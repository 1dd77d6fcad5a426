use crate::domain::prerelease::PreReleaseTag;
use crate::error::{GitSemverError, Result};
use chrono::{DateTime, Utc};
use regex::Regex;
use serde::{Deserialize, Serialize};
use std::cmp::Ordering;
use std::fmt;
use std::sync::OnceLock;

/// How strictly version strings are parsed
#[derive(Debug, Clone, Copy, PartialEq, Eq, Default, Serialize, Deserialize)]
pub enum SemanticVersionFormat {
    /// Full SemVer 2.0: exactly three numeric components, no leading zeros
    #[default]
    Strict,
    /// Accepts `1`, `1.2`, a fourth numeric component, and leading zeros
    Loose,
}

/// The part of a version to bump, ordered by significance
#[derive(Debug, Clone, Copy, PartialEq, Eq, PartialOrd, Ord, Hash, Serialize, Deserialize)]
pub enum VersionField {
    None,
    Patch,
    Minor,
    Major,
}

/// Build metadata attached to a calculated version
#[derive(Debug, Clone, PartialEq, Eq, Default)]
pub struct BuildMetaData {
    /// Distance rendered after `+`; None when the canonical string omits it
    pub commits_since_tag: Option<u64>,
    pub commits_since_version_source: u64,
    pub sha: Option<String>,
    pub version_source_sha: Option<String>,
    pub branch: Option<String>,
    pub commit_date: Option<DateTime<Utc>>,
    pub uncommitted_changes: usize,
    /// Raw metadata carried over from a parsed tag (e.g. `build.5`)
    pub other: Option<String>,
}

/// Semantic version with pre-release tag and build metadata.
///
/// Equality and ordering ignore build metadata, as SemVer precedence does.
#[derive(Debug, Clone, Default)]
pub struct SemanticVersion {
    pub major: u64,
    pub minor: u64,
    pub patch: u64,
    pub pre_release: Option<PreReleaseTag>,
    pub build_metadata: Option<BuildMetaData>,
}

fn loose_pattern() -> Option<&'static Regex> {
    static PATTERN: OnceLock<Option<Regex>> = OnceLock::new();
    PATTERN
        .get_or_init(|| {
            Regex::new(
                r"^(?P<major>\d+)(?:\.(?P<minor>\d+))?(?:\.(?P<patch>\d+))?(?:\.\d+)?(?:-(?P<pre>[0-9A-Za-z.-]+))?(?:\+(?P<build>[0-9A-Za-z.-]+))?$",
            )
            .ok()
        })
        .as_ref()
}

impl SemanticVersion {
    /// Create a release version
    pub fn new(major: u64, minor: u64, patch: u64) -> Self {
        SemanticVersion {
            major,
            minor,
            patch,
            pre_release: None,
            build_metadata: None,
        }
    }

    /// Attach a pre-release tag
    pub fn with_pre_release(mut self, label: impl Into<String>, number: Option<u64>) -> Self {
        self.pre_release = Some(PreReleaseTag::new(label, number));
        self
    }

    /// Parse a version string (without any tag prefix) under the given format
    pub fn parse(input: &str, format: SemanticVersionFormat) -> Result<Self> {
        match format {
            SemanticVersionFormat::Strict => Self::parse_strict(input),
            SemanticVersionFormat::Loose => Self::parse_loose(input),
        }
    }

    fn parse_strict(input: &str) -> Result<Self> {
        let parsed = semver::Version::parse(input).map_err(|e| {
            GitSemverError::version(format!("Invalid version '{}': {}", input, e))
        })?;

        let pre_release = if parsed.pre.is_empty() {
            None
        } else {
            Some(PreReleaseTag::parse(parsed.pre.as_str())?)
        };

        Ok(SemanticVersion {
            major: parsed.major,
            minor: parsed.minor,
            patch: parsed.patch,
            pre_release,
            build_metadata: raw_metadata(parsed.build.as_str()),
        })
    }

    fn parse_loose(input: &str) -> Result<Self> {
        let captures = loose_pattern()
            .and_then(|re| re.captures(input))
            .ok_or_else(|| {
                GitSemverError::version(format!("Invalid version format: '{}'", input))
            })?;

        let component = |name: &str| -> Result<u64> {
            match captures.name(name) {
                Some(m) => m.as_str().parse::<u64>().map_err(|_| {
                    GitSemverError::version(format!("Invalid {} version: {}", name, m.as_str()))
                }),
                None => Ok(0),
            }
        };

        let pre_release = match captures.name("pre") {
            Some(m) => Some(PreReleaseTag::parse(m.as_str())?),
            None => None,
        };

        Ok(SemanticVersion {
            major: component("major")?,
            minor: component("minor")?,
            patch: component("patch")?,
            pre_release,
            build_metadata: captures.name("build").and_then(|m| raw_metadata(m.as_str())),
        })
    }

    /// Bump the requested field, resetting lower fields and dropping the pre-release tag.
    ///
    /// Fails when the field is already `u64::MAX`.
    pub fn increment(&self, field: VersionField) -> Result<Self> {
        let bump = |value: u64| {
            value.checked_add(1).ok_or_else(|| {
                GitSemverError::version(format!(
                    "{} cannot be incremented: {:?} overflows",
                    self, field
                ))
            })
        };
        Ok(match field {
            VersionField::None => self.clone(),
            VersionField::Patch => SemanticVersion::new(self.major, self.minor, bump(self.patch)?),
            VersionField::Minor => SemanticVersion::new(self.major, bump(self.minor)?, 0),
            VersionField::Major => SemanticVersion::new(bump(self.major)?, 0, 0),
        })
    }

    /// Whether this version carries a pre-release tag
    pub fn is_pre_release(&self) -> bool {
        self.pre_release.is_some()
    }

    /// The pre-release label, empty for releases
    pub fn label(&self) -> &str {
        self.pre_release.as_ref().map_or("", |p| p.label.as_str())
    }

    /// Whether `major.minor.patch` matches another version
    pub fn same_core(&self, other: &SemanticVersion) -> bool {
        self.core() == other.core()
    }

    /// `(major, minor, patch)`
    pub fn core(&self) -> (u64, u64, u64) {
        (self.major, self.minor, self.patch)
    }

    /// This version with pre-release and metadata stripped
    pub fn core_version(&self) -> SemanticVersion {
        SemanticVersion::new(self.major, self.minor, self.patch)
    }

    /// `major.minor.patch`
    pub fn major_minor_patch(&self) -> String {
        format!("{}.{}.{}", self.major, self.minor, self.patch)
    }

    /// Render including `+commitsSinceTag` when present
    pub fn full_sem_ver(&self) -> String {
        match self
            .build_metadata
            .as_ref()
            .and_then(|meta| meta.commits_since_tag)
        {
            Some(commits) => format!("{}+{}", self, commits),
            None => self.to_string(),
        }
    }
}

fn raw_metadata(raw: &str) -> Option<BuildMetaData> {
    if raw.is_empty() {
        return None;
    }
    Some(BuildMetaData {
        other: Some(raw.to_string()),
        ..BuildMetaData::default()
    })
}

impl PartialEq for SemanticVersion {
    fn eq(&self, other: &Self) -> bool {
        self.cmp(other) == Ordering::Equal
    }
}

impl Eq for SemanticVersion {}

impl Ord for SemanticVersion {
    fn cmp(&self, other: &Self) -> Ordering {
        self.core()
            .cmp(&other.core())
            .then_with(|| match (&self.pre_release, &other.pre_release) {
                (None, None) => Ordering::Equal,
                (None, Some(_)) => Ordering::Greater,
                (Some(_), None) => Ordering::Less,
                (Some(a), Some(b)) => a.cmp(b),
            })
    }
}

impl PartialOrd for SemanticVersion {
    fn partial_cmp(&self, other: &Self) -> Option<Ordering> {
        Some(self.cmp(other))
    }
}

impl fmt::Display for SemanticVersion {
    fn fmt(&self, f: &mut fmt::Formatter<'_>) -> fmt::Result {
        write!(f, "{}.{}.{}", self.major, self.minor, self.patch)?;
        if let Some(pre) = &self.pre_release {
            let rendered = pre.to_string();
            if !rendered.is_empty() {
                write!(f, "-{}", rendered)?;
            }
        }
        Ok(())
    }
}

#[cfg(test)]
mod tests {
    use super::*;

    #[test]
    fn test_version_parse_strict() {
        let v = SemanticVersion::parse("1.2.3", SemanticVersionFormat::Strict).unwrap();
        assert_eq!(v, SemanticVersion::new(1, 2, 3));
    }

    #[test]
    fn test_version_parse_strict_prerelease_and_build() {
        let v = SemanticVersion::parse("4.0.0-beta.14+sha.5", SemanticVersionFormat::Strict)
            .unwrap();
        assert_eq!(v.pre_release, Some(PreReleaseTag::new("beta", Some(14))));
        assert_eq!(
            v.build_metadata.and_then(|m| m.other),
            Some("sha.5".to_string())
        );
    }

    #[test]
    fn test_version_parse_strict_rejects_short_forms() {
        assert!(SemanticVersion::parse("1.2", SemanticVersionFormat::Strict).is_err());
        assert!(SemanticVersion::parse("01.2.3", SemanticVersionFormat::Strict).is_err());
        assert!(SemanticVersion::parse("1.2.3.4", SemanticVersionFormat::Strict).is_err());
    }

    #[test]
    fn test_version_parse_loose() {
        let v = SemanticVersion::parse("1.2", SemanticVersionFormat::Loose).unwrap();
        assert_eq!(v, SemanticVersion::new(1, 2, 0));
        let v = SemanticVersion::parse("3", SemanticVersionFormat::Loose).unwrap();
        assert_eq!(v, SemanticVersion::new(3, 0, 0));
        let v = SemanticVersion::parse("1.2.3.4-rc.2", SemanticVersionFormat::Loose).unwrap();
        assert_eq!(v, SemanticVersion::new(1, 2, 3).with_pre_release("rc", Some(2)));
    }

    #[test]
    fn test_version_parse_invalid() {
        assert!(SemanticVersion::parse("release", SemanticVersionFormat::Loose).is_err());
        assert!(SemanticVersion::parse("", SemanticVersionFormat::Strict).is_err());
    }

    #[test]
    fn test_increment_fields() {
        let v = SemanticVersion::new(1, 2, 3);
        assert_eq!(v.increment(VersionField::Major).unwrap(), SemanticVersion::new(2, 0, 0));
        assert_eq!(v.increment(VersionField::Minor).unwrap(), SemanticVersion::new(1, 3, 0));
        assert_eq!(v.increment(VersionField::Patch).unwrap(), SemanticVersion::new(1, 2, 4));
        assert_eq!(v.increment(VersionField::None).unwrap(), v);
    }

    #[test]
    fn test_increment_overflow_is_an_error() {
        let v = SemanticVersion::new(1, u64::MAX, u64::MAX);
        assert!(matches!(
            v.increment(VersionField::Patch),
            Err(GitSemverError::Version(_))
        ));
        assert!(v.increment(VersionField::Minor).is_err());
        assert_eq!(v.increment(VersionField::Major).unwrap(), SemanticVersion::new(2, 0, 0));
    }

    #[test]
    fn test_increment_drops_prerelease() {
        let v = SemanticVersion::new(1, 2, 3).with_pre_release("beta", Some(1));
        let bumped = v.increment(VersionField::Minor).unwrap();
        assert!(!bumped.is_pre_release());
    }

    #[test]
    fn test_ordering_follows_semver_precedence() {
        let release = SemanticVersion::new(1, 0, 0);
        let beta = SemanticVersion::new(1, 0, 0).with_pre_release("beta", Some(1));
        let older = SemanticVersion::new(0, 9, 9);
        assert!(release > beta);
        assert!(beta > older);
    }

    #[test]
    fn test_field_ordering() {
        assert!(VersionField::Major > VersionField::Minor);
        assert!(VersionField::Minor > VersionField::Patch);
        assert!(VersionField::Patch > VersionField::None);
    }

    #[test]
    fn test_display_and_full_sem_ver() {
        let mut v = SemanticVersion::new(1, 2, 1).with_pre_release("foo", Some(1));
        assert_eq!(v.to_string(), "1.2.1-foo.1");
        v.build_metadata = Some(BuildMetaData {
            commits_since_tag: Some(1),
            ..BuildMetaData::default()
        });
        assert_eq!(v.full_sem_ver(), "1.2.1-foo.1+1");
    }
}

═══

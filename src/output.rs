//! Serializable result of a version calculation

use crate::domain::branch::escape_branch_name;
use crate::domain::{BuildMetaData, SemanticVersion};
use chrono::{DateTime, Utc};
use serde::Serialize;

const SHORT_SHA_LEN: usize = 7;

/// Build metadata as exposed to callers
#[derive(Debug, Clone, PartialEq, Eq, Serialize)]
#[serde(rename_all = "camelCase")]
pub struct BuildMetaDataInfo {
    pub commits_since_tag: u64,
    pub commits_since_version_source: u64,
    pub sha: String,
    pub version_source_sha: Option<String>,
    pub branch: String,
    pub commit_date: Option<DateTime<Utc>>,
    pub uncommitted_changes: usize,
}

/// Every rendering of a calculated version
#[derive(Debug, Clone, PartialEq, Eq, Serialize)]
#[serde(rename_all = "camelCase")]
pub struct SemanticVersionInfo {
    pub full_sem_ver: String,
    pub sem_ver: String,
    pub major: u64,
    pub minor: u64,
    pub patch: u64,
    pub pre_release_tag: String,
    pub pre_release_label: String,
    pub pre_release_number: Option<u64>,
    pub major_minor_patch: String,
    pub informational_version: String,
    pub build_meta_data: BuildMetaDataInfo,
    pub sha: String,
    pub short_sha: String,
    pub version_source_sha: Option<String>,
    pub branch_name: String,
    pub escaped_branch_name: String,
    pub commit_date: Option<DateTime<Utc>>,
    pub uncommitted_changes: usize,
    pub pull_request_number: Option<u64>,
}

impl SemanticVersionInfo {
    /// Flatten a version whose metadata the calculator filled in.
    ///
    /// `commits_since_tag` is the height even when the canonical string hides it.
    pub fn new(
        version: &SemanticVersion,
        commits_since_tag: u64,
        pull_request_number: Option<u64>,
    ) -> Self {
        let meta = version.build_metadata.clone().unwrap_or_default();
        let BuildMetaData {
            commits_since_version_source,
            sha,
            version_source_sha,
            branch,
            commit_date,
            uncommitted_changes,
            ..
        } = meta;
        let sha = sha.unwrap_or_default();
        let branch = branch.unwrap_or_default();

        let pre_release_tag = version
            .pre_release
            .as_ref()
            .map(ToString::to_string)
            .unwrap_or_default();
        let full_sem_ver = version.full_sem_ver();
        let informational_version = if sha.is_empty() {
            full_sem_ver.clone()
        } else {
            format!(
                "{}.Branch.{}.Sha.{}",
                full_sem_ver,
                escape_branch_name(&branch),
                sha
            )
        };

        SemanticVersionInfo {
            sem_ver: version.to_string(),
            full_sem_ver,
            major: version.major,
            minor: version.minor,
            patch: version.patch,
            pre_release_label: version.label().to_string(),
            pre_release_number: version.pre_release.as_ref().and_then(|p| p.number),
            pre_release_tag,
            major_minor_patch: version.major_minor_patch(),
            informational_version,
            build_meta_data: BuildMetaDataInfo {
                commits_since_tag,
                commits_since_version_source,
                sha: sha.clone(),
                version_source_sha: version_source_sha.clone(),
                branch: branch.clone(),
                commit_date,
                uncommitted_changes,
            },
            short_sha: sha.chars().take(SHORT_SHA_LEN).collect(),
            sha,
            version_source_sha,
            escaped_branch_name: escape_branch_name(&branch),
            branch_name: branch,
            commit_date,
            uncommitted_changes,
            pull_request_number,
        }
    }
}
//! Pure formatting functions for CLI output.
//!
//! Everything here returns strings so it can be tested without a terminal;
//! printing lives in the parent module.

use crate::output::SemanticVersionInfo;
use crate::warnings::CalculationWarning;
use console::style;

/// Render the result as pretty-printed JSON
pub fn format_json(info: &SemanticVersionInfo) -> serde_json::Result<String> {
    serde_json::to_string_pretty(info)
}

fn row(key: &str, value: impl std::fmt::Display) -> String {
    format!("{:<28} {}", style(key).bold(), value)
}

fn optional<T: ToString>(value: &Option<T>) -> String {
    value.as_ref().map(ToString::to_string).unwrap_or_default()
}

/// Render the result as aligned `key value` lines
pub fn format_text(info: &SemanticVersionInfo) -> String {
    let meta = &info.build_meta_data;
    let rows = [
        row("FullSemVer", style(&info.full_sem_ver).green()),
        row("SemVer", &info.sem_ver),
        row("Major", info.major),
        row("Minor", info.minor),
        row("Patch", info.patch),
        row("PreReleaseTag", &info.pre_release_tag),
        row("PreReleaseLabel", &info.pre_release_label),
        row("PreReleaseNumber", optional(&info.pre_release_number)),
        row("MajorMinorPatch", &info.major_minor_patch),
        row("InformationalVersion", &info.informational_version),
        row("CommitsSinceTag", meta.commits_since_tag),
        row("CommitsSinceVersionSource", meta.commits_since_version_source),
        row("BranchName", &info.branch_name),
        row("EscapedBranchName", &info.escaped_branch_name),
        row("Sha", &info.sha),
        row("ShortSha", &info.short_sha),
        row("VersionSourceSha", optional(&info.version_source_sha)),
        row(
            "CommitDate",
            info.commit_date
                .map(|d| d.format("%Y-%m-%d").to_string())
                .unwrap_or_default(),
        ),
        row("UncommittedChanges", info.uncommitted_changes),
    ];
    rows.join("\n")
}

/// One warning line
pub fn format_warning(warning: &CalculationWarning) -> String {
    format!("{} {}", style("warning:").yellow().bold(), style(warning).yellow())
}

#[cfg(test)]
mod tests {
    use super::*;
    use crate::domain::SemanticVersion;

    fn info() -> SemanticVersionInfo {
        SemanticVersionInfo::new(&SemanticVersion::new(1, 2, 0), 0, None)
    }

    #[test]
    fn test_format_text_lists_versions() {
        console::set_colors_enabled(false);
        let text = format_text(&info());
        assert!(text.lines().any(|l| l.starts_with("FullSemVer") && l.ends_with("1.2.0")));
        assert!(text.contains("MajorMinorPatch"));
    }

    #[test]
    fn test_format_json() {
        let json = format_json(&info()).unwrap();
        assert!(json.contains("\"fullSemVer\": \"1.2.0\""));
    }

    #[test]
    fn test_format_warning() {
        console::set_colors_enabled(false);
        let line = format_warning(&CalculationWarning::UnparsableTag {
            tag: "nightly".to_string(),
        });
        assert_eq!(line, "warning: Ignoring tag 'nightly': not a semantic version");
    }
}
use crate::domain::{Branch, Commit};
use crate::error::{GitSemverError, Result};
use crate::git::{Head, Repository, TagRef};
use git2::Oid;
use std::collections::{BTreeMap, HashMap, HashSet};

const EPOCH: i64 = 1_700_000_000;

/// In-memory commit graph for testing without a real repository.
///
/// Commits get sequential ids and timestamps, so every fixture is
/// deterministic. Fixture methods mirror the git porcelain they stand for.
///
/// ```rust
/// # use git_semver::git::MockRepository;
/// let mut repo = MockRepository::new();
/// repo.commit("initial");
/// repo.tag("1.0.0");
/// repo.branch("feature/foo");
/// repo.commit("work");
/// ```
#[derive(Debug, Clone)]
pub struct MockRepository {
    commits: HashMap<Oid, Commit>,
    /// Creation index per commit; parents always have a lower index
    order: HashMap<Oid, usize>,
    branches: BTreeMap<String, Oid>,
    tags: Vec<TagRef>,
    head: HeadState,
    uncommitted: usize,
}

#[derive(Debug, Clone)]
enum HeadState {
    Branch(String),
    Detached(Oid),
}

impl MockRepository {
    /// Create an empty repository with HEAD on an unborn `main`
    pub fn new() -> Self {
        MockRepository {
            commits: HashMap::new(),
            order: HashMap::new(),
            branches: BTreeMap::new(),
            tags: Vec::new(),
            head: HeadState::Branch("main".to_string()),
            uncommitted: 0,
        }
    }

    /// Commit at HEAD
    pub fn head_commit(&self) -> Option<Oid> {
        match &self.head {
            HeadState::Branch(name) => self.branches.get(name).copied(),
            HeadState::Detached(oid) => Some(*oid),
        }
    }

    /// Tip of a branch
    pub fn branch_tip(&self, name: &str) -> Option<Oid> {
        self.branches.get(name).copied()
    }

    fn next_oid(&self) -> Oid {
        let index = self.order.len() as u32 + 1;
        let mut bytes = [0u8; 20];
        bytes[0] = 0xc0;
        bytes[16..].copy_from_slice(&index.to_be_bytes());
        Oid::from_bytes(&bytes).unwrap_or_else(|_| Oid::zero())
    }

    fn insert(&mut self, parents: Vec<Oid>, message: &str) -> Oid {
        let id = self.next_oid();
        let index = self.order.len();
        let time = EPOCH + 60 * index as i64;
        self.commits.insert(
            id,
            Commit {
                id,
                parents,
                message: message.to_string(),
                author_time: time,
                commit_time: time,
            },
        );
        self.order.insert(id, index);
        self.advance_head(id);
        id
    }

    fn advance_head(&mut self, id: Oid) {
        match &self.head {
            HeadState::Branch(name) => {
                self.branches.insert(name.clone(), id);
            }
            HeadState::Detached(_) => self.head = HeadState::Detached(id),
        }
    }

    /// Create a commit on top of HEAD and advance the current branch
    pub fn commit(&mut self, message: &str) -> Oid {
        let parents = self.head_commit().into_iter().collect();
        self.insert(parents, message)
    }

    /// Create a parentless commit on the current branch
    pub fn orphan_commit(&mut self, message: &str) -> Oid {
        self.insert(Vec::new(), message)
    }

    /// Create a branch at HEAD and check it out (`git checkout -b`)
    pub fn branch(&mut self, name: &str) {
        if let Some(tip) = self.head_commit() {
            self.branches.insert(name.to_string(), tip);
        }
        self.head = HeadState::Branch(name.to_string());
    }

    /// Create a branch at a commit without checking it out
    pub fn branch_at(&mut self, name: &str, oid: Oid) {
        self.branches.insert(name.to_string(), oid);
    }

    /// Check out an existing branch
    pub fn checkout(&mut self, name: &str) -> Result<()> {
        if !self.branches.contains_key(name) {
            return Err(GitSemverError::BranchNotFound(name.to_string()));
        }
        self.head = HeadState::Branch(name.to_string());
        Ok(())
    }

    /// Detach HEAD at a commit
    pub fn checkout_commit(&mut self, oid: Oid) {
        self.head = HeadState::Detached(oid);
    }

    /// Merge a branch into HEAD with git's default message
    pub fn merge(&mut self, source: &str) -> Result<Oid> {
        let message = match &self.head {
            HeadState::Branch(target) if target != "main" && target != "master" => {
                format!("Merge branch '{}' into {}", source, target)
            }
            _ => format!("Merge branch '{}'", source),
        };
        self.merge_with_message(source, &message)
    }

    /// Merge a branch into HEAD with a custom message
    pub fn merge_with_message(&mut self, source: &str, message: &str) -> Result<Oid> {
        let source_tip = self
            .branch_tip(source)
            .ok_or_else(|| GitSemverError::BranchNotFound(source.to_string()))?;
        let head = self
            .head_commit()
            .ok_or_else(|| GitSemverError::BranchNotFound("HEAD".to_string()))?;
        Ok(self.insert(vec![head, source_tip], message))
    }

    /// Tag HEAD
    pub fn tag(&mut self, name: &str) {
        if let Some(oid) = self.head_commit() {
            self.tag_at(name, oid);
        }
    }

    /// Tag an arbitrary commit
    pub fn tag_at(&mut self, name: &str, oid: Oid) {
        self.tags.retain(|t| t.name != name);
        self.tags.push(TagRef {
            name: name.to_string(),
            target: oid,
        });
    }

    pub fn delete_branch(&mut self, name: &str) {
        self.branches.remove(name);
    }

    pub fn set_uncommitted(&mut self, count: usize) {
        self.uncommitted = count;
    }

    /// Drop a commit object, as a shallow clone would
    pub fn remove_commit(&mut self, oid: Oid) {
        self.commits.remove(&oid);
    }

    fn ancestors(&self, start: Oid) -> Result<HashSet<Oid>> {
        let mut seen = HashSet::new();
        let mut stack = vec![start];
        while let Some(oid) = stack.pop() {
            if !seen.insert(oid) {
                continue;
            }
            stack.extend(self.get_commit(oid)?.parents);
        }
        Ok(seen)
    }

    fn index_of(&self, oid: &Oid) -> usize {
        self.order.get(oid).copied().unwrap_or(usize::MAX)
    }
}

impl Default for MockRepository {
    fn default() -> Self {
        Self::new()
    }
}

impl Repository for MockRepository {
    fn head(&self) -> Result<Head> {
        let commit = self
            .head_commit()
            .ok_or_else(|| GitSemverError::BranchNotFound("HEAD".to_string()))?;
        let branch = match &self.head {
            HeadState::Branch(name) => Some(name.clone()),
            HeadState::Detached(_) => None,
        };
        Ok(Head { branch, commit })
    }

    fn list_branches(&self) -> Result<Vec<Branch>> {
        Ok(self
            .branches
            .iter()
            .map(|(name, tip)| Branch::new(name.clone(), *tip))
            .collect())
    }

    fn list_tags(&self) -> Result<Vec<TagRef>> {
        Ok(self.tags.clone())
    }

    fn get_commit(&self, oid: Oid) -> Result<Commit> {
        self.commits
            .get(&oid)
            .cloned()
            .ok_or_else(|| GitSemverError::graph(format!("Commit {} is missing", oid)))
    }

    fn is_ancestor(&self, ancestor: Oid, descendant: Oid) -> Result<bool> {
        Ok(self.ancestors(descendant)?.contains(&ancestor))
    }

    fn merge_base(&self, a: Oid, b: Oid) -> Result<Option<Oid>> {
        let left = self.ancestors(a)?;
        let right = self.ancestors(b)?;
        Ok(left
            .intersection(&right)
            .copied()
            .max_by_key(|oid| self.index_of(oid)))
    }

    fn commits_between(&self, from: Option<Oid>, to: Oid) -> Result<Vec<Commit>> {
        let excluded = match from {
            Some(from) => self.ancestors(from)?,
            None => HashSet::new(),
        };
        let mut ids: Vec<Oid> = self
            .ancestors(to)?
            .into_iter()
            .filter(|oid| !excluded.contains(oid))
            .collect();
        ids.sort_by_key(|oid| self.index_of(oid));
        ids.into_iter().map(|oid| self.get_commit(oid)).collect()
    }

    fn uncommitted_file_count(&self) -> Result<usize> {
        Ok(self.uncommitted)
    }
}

═══

# TASK REQUIREMENTS:
Proceeding from the line containing "let index = self.order.len() as" through the line containing "HEAD at a commit", transcribe the lines above exactly, both end lines included.

# WRITTEN REPLY:
        let index = self.order.len() as u32 + 1;
        let mut bytes = [0u8; 20];
        bytes[0] = 0xc0;
        bytes[16..].copy_from_slice(&index.to_be_bytes());
        Oid::from_bytes(&bytes).unwrap_or_else(|_| Oid::zero())
    }

    fn insert(&mut self, parents: Vec<Oid>, message: &str) -> Oid {
        let id = self.next_oid();
        let index = self.order.len();
        let time = EPOCH + 60 * index as i64;
        self.commits.insert(
            id,
            Commit {
                id,
                parents,
                message: message.to_string(),
                author_time: time,
                commit_time: time,
            },
        );
        self.order.insert(id, index);
        self.advance_head(id);
        id
    }

    fn advance_head(&mut self, id: Oid) {
        match &self.head {
            HeadState::Branch(name) => {
                self.branches.insert(name.clone(), id);
            }
            HeadState::Detached(_) => self.head = HeadState::Detached(id),
        }
    }

    /// Create a commit on top of HEAD and advance the current branch
    pub fn commit(&mut self, message: &str) -> Oid {
        let parents = self.head_commit().into_iter().collect();
        self.insert(parents, message)
    }

    /// Create a parentless commit on the current branch
    pub fn orphan_commit(&mut self, message: &str) -> Oid {
        self.insert(Vec::new(), message)
    }

    /// Create a branch at HEAD and check it out (`git checkout -b`)
    pub fn branch(&mut self, name: &str) {
        if let Some(tip) = self.head_commit() {
            self.branches.insert(name.to_string(), tip);
        }
        self.head = HeadState::Branch(name.to_string());
    }

    /// Create a branch at a commit without checking it out
    pub fn branch_at(&mut self, name: &str, oid: Oid) {
        self.branches.insert(name.to_string(), oid);
    }

    /// Check out an existing branch
    pub fn checkout(&mut self, name: &str) -> Result<()> {
        if !self.branches.contains_key(name) {
            return Err(GitSemverError::BranchNotFound(name.to_string()));
        }
        self.head = HeadState::Branch(name.to_string());
        Ok(())
    }

    /// Detach HEAD at a commit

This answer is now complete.